■ Problem to work on ■
Set out exactly every line of the entries below, starting at the line that holds "error talking to" and stopping after the line that holds "the invocation proxy.".

■ Raw data ■
// src/config/validate.rs

use crate::config::model::{ConfigFile, ExecutorConfig, RawConfigFile};
use crate::errors::{FlowdagError, Result};

impl TryFrom<RawConfigFile> for ConfigFile {
    type Error = crate::errors::FlowdagError;

    fn try_from(raw: RawConfigFile) -> std::result::Result<Self, Self::Error> {
        validate_executor(&raw.executor)?;
        Ok(ConfigFile::new_unchecked(raw.executor))
    }
}

/// Check the invariants the worker pool relies on.
pub fn validate_executor(cfg: &ExecutorConfig) -> Result<()> {
    if cfg.workers == 0 {
        return Err(FlowdagError::ConfigError(
            "[executor].workers must be >= 1 (got 0)".to_string(),
        ));
    }

    if cfg.thread_name.trim().is_empty() {
        return Err(FlowdagError::ConfigError(
            "[executor].thread_name must not be empty".to_string(),
        ));
    }

    if cfg.thread_name.contains('\0') {
        return Err(FlowdagError::ConfigError(
            "[executor].thread_name must not contain NUL bytes".to_string(),
        ));
    }

    Ok(())
}
// src/engine/topology.rs

//! A dispatched graph plus its runtime completion metadata.

use std::fmt;
use std::panic::{self, AssertUnwindSafe};
use std::sync::atomic::{AtomicBool, AtomicUsize, Ordering};
use std::sync::{Mutex, PoisonError};

use tracing::{debug, error, info, warn};

use crate::dag::{Graph, TaskId};
use crate::dag::node::{InvokeError, Node, panic_message};
use crate::engine::outcome::{TaskFailure, TopologyOutcome};
use crate::engine::signal::Signal;
use crate::types::{TaskState, TopologyStatus};

/// Callback run once when a topology completes.
pub type CompletionAction = Box<dyn FnOnce(&TopologyOutcome) + Send + 'static>;

/// Immutable snapshot of a dispatched [`Graph`].
///
/// Completion happens exactly once, on whichever thread performs the final
/// `finish_task` increment. The order on that thread is: status, signal,
/// completion action, then `retired`. Controller waits block on `retired`,
/// observers on the signal.
pub(crate) struct Topology {
    id: u64,
    graph_id: u64,
    nodes: Vec<Node>,
    done: AtomicUsize,
    completed: AtomicBool,
    failures: Mutex<Vec<TaskFailure>>,
    signal: Signal<TopologyOutcome>,
    retired: Signal<()>,
    action: Mutex<Option<CompletionAction>>,
}

impl Topology {
    pub(crate) fn new(id: u64, graph: Graph, action: Option<CompletionAction>) -> Self {
        let graph_id = graph.id();
        let nodes = graph.freeze();
        Self {
            id,
            graph_id,
            nodes,
            done: AtomicUsize::new(0),
            completed: AtomicBool::new(false),
            failures: Mutex::new(Vec::new()),
            signal: Signal::new(),
            retired: Signal::new(),
            action: Mutex::new(action),
        }
    }

    pub(crate) fn id(&self) -> u64 {
        self.id
    }

    pub(crate) fn graph_id(&self) -> u64 {
        self.graph_id
    }

    pub(crate) fn num_tasks(&self) -> usize {
        self.nodes.len()
    }

    pub(crate) fn num_done(&self) -> usize {
        self.done.load(Ordering::Acquire)
    }

    pub(crate) fn node(&self, index: usize) -> &Node {
        &self.nodes[index]
    }

    pub(crate) fn task_state(&self, index: usize) -> Option<TaskState> {
        self.nodes.get(index).map(Node::state)
    }

    /// Indices of tasks with no predecessors.
    pub(crate) fn roots(&self) -> impl Iterator<Item = usize> + '_ {
        self.nodes
            .iter()
            .enumerate()
            .filter(|(_, node)| node.is_root())
            .map(|(index, _)| index)
    }

    pub(crate) fn status(&self) -> TopologyStatus {
        if self.completed.load(Ordering::Acquire) {
            TopologyStatus::Completed
        } else {
            TopologyStatus::Active
        }
    }

    pub(crate) fn signal(&self) -> &Signal<TopologyOutcome> {
        &self.signal
    }

    pub(crate) fn record_failure(&self, index: usize, cause: InvokeError) {
        let node = self.node(index);
        let task = TaskId::from_parts(self.graph_id, index);
        let (message, panicked) = match cause {
            InvokeError::Failed(err) => (format!("{err:#}"), false),
            InvokeError::Panicked(msg) => (msg, true),
        };

        warn!(
            topology = self.id,
            %task,
            name = node.name().unwrap_or(""),
            panicked,
            error = %message,
            "task failed; dependents still run"
        );

        self.failures
            .lock()
            .unwrap_or_else(PoisonError::into_inner)
            .push(TaskFailure {
                task,
                name: node.name().map(str::to_string),
                message,
                panicked,
            });
    }

    /// Count one more task as done; the caller that brings the count to the
    /// total completes the topology.
    pub(crate) fn finish_task(&self) {
        let done = self.done.fetch_add(1, Ordering::AcqRel) + 1;
        if done == self.nodes.len() {
            self.complete();
        }
    }

    /// Transition `Active -> Completed`. Later calls are no-ops.
    pub(crate) fn complete(&self) {
        if self.completed.swap(true, Ordering::AcqRel) {
            return;
        }

        let outcome = TopologyOutcome {
            topology: self.id,
            failures: self
                .failures
                .lock()
                .unwrap_or_else(PoisonError::into_inner)
                .clone(),
        };

        if outcome.is_success() {
            info!(topology = self.id, tasks = self.nodes.len(), "topology completed");
        } else {
            warn!(
                topology = self.id,
                tasks = self.nodes.len(),
                failed = outcome.failures.len(),
                "topology completed with failures"
            );
        }

        self.signal.fulfill(outcome.clone());

        let action = self
            .action
            .lock()
            .unwrap_or_else(PoisonError::into_inner)
            .take();
        if let Some(action) = action {
            debug!(topology = self.id, "running completion action");
            if let Err(payload) = panic::catch_unwind(AssertUnwindSafe(|| action(&outcome))) {
                error!(
                    topology = self.id,
                    error = %panic_message(payload.as_ref()),
                    "completion action panicked"
                );
            }
        }

        self.retired.fulfill(());
    }

    /// Block until completion, including the completion action.
    pub(crate) fn wait_retired(&self) {
        self.retired.wait();
    }

    /// Drop every payload. Only called once the topology has retired.
    pub(crate) fn reclaim(&self) {
        debug_assert!(self.retired.is_set(), "reclaiming an unfinished topology");
        for node in &self.nodes {
            node.reclaim();
        }
        debug!(topology = self.id, "reclaimed task payloads");
    }
}

impl fmt::Debug for Topology {
    fn fmt(&self, f: &mut fmt::Formatter<'_>) -> fmt::Result {
        f.debug_struct("Topology")
            .field("id", &self.id)
            .field("graph", &self.graph_id)
            .field("tasks", &self.nodes.len())
            .field("done", &self.num_done())
            .field("status", &self.status())
            .finish_non_exhaustive()
    }
}
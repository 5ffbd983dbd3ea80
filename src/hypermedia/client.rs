//! HTTP client for the account resource.
//!
//! Provides the [`ResourceFetch`] seam that the discovery engine and the
//! invocation proxy depend on, plus the reqwest-backed [`ResourceClient`]
//! production implementation. Keeping the seam a trait lets tests drive
//! the engine with scripted fakes instead of a live server.
//!
//! No retry logic lives here: the engine's fixed retry-on-next-tick
//! policy owns that concern.

use std::time::Duration;

use async_trait::async_trait;
use serde_json::Value;

use crate::error::{InvokeError, ResourceError};
use crate::hypermedia::types::{AccountRepresentation, UpstreamError};

/// Default per-request timeout in seconds.
pub const DEFAULT_REQUEST_TIMEOUT: u64 = 10;

// ---------------------------------------------------------------------------
// ResourceFetch trait
// ---------------------------------------------------------------------------

/// Read and invoke operations against the upstream resource.
///
/// `fetch` is the polling path; `execute` is the invocation path. Both
/// take an opaque, non-empty resource identifier or resolved URL and
/// never retry; callers decide the retry policy.
#[async_trait]
pub trait ResourceFetch: Send + Sync {
    /// Fetch the current representation of an account resource.
    ///
    /// # Errors
    ///
    /// * [`ResourceError::InvalidResource`] - empty `resource_id`.
    /// * [`ResourceError::Network`] - connection or timeout failure.
    /// * [`ResourceError::NotFound`] - the resource is absent upstream.
    /// * [`ResourceError::Decode`] - malformed body.
    async fn fetch(&self, resource_id: &str) -> Result<AccountRepresentation, ResourceError>;

    /// Forward an invocation to a capability target and return the
    /// upstream response body verbatim.
    ///
    /// `href` may be server-relative; implementations resolve it against
    /// their configured base URL. A body is attached only for mutating
    /// methods (POST/PUT/PATCH).
    async fn execute(
        &self,
        method: &str,
        href: &str,
        payload: Option<Value>,
    ) -> Result<Value, InvokeError>;
}

// ---------------------------------------------------------------------------
// ResourceClient
// ---------------------------------------------------------------------------

/// Production [`ResourceFetch`] implementation over HTTP.
///
/// # Example
///
/// ```rust,no_run
/// use hateoas_bridge::hypermedia::ResourceClient;
///
/// let client = ResourceClient::new("http://localhost:9001")
///     .unwrap()
///     .with_timeout(30);
/// ```
#[derive(Debug, Clone)]
pub struct ResourceClient {
    base_url: String,
    timeout: Duration,
    http: reqwest::Client,
}

impl ResourceClient {
    /// Create a client rooted at `base_url`.
    ///
    /// # Errors
    ///
    /// Returns [`ResourceError::InvalidResource`] if `base_url` is empty.
    pub fn new(base_url: impl Into<String>) -> Result<Self, ResourceError> {
        let base_url = base_url.into();
        if base_url.trim().is_empty() {
            return Err(ResourceError::InvalidResource {
                message: "base URL must not be empty".to_string(),
            });
        }
        Ok(Self {
            base_url: base_url.trim_end_matches('/').to_string(),
            timeout: Duration::from_secs(DEFAULT_REQUEST_TIMEOUT),
            http: reqwest::Client::new(),
        })
    }

    /// Builder: set the per-request timeout in seconds.
    pub fn with_timeout(mut self, seconds: u64) -> Self {
        self.timeout = Duration::from_secs(seconds);
        self
    }

    /// The configured base URL (no trailing slash).
    pub fn base_url(&self) -> &str {
        &self.base_url
    }

    /// Resolve a link href against the base URL.
    ///
    /// Server-relative hrefs (leading `/`) join the base URL, absolute
    /// hrefs pass through untouched, anything else joins with a `/`
    /// separator.
    pub fn resolve_href(&self, href: &str) -> String {
        if href.starts_with("http://") || href.starts_with("https://") {
            href.to_string()
        } else if let Some(rest) = href.strip_prefix('/') {
            format!("{}/{}", self.base_url, rest)
        } else {
            format!("{}/{}", self.base_url, href)
        }
    }

    fn network_error(err: reqwest::Error) -> ResourceError {
        ResourceError::Network {
            message: err.to_string(),
        }
    }
}

#[async_trait]
impl ResourceFetch for ResourceClient {
    async fn fetch(&self, resource_id: &str) -> Result<AccountRepresentation, ResourceError> {
        if resource_id.trim().is_empty() {
            return Err(ResourceError::InvalidResource {
                message: "resource id must not be empty".to_string(),
            });
        }

        let url = format!("{}/accounts/{}", self.base_url, resource_id);
        log::debug!("Resource fetch started: url='{}'", url);

        let response = self
            .http
            .get(&url)
            .timeout(self.timeout)
            .send()
            .await
            .map_err(Self::network_error)?;

        let status = response.status();
        if status == reqwest::StatusCode::NOT_FOUND {
            return Err(ResourceError::NotFound {
                resource_id: resource_id.to_string(),
            });
        }
        if !status.is_success() {
            return Err(ResourceError::Network {
                message: format!("unexpected status {} from {}", status, url),
            });
        }

        let body = response.text().await.map_err(Self::network_error)?;
        serde_json::from_str(&body).map_err(|e| ResourceError::Decode {
            message: e.to_string(),
        })
    }

    async fn execute(
        &self,
        method: &str,
        href: &str,
        payload: Option<Value>,
    ) -> Result<Value, InvokeError> {
        let url = self.resolve_href(href);
        let method = method.to_ascii_uppercase();

        let mut request = match method.as_str() {
            "GET" => self.http.get(&url),
            "POST" => self.http.post(&url),
            "PUT" => self.http.put(&url),
            "PATCH" => self.http.patch(&url),
            "DELETE" => self.http.delete(&url),
            other => {
                return Err(ResourceError::InvalidResource {
                    message: format!("unsupported method '{}'", other),
                }
                .into())
            }
        };

        // Only mutating methods carry a body.
        if matches!(method.as_str(), "POST" | "PUT" | "PATCH") {
            request = request.json(&payload.unwrap_or_else(|| Value::Object(Default::default())));
        }

        log::debug!("Invocation dispatch: method='{}', url='{}'", method, url);

        let response = request
            .timeout(self.timeout)
            .send()
            .await
            .map_err(|e| InvokeError::Resource(Self::network_error(e)))?;

        let status = response.status();
        let body = response
            .text()
            .await
            .map_err(|e| InvokeError::Resource(Self::network_error(e)))?;

        if status.is_client_error() {
            // Pass the upstream rejection through verbatim.
            let message = serde_json::from_str::<UpstreamError>(&body)
                .map(|e| e.error)
                .unwrap_or_else(|_| body.clone());
            return Err(InvokeError::Rejected {
                status: status.as_u16(),
                message,
            });
        }
        if !status.is_success() {
            return Err(InvokeError::Resource(ResourceError::Network {
                message: format!("unexpected status {} from {}", status, url),
            }));
        }

        serde_json::from_str(&body).map_err(|e| {
            InvokeError::Resource(ResourceError::Decode {
                message: e.to_string(),
            })
        })
    }
}
//! Hypermedia resource access.
//!
//! This module owns the read-only dependency on the upstream account
//! resource: the wire-contract types it serves and the HTTP client that
//! fetches and invokes against it. Everything above this layer works with
//! decoded [`AccountRepresentation`] snapshots and never sees raw HTTP.

pub mod client;
pub mod types;

pub use client::{ResourceClient, ResourceFetch};
pub use types::{AccountRepresentation, Link};
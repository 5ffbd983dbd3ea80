//! Error types for the hypermedia bridge.
//!
//! Two families, matching the two paths through the crate:
//!
//! - [`ResourceError`] - failures while reading the upstream resource.
//!   These are absorbed by the discovery engine on the polling path and
//!   never reach consumers as errors.
//! - [`InvokeError`] - failures on the invocation path. These are always
//!   surfaced synchronously to the caller.

use thiserror::Error;

/// Errors from reading the upstream account resource.
#[derive(Debug, Error)]
pub enum ResourceError {
    /// Connection, timeout, or other transport failure. Transient; the
    /// next scheduled poll retries.
    #[error("Network error talking to resource: {message}")]
    Network { message: String },

    /// The resource does not exist upstream (HTTP 404).
    #[error("Resource not found: {resource_id}")]
    NotFound { resource_id: String },

    /// The upstream body could not be decoded as a representation.
    #[error("Malformed resource representation: {message}")]
    Decode { message: String },

    /// The caller supplied an unusable resource identifier or base URL.
    #[error("Invalid resource reference: {message}")]
    InvalidResource { message: String },
}

/// Errors surfaced to callers of the invocation proxy.
#[derive(Debug, Error)]
pub enum InvokeError {
    /// The named capability is absent from the current catalog. Covers
    /// both "never existed" and "existed but was removed by a concurrent
    /// poll".
    #[error("Unknown capability: {name}")]
    UnknownCapability { name: String },

    /// The upstream resource rejected the invocation (4xx). The upstream
    /// error body is passed through verbatim in `message`.
    #[error("Invocation rejected by resource (HTTP {status}): {message}")]
    Rejected { status: u16, message: String },

    /// Underlying resource read/transport failure.
    #[error(transparent)]
    Resource(#[from] ResourceError),
}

■ Result of this task ■
    #[error("Network error talking to resource: {message}")]
    Network { message: String },

    /// The resource does not exist upstream (HTTP 404).
    #[error("Resource not found: {resource_id}")]
    NotFound { resource_id: String },

    /// The upstream body could not be decoded as a representation.
    #[error("Malformed resource representation: {message}")]
    Decode { message: String },

    /// The caller supplied an unusable resource identifier or base URL.
    #[error("Invalid resource reference: {message}")]
    InvalidResource { message: String },
}

/// Errors surfaced to callers of the invocation proxy.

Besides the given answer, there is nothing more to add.